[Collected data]

Content starts

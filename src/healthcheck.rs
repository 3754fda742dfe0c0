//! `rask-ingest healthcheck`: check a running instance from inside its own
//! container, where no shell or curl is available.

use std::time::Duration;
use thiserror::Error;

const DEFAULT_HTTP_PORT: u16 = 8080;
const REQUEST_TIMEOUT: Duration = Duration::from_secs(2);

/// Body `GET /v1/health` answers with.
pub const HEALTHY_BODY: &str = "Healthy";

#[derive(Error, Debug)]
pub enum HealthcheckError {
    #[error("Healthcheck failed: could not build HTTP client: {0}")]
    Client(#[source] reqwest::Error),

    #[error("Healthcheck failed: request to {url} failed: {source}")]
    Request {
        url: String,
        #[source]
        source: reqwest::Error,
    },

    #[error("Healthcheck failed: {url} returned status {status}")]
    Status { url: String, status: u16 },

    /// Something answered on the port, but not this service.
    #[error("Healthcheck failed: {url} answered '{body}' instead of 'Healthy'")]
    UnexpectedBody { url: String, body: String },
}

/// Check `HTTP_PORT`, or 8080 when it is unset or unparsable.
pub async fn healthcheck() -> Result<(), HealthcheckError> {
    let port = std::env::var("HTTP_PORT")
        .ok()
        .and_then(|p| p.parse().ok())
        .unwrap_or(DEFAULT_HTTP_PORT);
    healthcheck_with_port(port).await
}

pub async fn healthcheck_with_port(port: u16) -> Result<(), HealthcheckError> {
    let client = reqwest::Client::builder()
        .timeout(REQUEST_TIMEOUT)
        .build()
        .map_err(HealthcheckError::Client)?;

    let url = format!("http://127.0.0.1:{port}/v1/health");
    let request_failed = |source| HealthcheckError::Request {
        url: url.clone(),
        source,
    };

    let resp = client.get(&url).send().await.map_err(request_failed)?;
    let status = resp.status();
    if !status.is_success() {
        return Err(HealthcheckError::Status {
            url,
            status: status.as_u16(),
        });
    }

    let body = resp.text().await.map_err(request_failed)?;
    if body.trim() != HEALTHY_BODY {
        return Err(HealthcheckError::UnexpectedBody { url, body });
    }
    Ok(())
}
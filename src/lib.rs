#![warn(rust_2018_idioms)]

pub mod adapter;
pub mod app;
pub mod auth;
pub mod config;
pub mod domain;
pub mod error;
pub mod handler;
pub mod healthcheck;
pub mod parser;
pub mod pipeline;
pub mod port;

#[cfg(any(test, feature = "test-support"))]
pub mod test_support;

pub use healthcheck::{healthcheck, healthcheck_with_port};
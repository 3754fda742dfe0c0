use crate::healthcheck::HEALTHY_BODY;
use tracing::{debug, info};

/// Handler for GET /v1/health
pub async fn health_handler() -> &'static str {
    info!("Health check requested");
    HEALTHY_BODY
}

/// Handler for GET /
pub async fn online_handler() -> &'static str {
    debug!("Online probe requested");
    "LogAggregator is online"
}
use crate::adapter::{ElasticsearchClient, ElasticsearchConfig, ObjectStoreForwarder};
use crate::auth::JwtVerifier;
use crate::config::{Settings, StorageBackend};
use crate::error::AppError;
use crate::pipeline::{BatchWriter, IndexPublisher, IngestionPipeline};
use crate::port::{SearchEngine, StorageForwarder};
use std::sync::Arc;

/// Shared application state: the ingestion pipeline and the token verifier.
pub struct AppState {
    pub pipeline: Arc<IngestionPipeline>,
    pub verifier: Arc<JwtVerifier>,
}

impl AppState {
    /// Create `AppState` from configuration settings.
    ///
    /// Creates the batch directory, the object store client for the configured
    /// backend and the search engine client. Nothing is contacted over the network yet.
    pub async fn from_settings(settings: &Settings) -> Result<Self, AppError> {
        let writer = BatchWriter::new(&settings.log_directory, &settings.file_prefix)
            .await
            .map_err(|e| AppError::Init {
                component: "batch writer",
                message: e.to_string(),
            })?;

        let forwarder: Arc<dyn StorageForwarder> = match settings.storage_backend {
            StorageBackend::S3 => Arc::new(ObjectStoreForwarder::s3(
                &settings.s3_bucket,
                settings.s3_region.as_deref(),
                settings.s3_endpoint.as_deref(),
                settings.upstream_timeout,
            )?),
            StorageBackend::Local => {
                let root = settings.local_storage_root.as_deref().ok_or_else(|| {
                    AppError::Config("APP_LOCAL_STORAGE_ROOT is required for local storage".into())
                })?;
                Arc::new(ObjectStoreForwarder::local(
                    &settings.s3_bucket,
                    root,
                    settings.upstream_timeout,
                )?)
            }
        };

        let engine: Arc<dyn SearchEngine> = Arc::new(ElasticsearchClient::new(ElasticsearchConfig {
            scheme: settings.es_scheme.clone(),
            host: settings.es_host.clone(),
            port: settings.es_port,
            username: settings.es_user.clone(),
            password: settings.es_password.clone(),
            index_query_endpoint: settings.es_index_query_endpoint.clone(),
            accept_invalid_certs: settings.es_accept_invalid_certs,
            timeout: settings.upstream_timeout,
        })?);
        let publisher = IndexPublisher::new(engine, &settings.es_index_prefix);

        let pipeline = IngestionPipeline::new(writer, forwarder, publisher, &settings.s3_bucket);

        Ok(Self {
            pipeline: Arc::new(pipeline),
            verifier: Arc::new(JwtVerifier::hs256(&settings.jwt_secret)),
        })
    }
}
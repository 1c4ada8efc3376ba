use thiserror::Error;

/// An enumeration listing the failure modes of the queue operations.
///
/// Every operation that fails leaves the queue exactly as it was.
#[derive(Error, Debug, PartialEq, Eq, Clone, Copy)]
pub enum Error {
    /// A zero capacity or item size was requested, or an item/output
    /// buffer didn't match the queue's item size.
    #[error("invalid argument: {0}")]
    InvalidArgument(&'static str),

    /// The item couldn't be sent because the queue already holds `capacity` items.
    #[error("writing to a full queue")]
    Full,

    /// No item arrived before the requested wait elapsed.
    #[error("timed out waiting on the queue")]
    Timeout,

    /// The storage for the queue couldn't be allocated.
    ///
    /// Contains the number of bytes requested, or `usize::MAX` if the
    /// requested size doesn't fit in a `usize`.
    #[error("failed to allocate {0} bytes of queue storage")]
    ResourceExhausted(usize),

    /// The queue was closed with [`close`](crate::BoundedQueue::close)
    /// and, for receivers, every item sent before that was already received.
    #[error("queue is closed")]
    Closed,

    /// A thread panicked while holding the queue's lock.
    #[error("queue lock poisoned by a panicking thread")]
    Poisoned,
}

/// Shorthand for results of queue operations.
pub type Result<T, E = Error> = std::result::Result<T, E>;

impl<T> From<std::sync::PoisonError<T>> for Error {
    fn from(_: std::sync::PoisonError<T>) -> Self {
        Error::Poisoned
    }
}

Content ends
Content starts

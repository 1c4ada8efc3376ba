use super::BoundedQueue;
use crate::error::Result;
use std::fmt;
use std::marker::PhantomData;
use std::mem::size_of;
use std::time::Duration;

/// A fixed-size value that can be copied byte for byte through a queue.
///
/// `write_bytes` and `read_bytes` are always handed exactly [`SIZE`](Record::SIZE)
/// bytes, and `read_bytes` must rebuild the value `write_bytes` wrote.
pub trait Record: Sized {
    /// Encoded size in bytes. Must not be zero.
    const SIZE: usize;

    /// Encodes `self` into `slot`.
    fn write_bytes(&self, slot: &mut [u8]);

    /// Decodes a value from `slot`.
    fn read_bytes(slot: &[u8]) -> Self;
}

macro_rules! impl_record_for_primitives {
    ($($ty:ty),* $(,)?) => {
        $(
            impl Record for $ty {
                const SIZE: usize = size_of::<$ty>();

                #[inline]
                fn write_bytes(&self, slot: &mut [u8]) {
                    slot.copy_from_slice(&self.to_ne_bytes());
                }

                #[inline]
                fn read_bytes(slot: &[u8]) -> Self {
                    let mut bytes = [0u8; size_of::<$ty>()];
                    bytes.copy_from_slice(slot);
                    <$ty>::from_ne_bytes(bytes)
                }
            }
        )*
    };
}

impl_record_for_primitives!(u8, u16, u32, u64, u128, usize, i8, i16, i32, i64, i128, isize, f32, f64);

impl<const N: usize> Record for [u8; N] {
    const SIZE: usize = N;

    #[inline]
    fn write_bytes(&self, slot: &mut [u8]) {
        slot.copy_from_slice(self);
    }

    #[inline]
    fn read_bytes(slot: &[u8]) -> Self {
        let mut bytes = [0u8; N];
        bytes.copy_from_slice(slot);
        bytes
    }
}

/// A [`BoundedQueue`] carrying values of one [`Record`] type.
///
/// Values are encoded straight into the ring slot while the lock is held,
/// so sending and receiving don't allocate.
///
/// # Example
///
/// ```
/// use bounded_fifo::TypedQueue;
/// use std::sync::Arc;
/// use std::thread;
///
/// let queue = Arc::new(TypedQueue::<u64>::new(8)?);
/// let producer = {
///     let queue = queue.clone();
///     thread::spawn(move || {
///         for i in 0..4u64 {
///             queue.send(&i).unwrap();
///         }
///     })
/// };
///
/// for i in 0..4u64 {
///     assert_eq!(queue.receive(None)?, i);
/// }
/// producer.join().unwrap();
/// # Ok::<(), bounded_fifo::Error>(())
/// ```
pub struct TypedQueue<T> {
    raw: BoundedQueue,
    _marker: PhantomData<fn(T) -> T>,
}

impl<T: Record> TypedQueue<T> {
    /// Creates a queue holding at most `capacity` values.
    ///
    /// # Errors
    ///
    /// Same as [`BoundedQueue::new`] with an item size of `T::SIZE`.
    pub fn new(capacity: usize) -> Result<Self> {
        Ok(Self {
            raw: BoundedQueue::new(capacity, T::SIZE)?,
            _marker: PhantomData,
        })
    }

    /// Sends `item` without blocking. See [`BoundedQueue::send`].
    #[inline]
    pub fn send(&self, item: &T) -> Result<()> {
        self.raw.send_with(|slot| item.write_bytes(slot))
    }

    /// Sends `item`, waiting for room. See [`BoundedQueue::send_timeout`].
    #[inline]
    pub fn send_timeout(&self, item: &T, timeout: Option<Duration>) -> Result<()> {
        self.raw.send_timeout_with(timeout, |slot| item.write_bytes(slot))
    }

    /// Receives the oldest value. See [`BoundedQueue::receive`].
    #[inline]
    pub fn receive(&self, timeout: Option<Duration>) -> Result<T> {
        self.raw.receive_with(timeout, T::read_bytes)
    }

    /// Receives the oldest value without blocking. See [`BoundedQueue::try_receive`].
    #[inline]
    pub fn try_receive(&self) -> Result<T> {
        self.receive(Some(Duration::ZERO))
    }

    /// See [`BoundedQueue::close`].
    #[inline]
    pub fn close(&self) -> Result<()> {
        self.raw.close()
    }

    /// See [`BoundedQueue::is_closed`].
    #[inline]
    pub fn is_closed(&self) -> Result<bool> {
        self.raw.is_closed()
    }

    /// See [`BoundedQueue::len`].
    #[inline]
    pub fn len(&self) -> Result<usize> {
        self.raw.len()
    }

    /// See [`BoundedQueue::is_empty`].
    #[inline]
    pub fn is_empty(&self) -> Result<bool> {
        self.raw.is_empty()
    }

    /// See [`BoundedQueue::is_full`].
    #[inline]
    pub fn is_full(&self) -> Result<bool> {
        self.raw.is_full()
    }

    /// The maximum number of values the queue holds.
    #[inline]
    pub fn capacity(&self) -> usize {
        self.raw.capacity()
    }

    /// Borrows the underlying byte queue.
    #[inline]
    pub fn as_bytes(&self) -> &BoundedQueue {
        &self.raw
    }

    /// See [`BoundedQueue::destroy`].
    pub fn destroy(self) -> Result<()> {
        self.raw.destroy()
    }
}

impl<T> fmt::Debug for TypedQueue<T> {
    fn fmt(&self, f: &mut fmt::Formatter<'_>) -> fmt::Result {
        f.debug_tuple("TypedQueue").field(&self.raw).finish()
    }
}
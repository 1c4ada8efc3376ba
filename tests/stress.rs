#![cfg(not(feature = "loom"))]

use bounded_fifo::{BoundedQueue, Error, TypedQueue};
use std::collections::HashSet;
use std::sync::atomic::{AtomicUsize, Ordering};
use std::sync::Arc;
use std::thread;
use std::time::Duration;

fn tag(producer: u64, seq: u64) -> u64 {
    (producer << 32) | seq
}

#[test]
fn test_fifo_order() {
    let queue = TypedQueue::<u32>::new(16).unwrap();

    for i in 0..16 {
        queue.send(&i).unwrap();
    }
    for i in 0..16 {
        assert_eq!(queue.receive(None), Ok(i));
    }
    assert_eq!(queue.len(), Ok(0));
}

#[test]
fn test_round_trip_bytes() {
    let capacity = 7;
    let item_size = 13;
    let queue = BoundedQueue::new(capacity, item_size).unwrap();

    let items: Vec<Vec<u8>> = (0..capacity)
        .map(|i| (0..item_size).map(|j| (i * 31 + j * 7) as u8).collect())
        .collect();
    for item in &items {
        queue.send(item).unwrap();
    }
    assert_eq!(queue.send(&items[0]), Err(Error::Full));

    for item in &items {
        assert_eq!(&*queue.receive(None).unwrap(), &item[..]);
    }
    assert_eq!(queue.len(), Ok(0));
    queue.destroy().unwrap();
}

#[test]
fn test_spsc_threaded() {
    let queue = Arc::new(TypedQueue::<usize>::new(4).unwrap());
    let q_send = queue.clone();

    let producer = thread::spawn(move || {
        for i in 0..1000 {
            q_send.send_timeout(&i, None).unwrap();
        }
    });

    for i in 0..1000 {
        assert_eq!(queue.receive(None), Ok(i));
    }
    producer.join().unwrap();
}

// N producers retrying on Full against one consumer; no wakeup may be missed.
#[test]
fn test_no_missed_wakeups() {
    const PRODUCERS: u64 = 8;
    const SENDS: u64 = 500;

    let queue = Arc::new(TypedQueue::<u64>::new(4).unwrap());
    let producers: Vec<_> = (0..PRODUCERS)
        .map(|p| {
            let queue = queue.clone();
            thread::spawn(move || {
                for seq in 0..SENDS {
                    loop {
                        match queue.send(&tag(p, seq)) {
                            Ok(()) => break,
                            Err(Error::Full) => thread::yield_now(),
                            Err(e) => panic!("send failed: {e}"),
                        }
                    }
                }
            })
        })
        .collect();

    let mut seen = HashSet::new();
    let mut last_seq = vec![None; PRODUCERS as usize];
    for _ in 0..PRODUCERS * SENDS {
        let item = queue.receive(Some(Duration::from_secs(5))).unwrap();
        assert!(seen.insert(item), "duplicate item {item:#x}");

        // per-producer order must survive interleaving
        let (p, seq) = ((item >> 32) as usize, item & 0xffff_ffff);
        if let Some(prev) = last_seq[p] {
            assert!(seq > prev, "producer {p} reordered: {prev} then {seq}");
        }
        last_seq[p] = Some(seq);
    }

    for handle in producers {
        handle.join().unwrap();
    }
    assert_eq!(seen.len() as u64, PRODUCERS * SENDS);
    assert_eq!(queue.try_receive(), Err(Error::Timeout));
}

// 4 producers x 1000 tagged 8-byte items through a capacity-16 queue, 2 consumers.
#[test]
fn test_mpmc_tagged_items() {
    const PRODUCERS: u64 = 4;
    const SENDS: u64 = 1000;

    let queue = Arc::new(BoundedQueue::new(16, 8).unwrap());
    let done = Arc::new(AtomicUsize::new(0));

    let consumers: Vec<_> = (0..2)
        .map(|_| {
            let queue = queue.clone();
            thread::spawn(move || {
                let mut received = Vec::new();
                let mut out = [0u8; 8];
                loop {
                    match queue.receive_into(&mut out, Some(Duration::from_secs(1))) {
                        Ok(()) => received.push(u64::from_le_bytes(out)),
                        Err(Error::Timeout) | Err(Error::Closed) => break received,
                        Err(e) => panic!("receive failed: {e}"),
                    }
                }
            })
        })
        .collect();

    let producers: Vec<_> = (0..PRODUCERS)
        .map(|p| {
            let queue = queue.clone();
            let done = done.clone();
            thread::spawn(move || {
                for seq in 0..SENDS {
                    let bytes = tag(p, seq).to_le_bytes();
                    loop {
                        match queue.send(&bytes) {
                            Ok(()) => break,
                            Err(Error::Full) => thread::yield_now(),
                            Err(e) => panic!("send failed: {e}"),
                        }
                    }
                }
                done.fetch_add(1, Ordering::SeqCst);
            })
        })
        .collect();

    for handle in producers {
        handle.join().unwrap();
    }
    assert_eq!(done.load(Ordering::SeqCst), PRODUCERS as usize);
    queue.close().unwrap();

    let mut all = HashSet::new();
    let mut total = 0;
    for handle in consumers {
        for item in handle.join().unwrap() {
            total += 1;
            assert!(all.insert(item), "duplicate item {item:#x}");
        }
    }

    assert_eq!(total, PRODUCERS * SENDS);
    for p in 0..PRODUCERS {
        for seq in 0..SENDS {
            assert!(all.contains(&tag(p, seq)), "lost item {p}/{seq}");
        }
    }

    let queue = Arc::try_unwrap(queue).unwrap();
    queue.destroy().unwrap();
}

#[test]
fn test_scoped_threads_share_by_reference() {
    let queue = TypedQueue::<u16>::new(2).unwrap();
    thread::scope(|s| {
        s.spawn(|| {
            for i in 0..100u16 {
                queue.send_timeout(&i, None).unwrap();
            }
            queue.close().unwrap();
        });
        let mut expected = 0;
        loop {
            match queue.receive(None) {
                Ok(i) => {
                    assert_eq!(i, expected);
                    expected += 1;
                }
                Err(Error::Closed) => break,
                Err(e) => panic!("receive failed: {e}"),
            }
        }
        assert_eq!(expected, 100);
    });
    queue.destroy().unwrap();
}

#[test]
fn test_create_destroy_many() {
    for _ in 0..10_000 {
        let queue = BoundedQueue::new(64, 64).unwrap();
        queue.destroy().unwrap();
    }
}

Content ends

— What this task involves —
Which lines above contain the word "without"? List them.

— Response —
    /// Sends `item` without blocking. See [`BoundedQueue::send`].
    /// Receives the oldest value without blocking. See [`BoundedQueue::try_receive`].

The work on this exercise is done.